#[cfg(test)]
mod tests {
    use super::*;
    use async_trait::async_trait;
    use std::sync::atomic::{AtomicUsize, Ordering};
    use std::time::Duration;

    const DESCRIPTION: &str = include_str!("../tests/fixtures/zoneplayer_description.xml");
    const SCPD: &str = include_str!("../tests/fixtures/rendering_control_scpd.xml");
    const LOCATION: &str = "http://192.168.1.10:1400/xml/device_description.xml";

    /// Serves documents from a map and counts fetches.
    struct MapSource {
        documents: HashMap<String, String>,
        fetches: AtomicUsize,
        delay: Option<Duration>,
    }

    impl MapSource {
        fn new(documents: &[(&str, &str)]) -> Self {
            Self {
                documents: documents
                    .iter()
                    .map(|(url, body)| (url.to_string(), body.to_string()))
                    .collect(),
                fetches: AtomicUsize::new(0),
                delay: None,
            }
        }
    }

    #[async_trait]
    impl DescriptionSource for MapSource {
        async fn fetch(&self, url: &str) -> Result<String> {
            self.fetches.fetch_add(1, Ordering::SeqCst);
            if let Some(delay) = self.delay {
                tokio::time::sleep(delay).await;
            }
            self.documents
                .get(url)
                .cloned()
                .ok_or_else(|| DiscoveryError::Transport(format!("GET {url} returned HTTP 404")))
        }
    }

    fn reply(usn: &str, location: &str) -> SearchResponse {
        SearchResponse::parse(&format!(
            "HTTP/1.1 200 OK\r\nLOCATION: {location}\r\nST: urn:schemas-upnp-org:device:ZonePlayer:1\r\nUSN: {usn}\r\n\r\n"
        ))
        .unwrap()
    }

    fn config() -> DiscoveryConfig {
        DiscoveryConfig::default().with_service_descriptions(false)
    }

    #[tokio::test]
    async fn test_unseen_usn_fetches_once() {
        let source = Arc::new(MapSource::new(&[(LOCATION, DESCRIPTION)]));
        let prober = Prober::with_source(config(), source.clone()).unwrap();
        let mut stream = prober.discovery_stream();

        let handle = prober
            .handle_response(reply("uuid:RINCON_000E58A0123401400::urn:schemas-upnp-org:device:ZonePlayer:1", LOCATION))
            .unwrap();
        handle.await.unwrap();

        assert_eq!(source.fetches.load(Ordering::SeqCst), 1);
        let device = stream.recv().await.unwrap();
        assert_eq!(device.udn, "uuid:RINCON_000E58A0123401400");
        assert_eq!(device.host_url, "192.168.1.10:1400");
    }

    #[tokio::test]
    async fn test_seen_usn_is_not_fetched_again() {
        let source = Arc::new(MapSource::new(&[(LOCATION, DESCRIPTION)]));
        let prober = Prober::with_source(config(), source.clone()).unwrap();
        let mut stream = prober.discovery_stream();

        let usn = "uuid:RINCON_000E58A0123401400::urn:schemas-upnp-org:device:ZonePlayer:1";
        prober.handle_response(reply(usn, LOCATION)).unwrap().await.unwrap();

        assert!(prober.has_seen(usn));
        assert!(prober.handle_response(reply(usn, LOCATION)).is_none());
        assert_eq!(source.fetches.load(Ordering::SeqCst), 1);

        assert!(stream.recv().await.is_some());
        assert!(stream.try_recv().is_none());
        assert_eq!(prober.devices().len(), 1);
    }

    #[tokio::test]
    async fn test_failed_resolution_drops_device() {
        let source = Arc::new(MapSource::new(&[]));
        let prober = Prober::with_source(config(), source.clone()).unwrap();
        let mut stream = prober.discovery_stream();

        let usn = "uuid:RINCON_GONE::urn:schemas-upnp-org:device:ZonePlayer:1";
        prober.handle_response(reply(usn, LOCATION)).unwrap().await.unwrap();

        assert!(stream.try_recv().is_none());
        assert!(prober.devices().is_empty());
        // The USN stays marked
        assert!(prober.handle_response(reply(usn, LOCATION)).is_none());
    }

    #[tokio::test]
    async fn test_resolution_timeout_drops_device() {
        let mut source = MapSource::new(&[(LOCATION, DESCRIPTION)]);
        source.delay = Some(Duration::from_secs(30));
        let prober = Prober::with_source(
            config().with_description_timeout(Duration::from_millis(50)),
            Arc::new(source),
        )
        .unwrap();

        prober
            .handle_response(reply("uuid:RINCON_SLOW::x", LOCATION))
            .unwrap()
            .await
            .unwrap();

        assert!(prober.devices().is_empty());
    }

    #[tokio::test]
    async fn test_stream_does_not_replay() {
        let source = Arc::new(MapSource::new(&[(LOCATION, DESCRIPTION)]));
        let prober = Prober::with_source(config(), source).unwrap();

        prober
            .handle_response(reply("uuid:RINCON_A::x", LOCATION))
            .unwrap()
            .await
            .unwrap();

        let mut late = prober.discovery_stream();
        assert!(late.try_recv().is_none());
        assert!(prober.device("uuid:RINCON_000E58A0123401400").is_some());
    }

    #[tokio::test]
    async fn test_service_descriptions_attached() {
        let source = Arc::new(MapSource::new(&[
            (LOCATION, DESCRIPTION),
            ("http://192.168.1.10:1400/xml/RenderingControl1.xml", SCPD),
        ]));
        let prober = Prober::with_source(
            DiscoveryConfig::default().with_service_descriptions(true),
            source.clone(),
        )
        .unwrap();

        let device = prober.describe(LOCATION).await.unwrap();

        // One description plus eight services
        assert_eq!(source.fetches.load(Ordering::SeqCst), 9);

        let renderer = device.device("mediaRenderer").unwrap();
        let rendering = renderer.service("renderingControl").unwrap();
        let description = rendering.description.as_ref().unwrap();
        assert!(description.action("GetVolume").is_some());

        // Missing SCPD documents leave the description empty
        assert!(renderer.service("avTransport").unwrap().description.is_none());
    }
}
★ ★ ★ ★ ★ ★ ★
**Problem statement:** Give the number of lines in the records that contain the string "AtomicUsize", and write nothing besides that number.

**Task response:** 3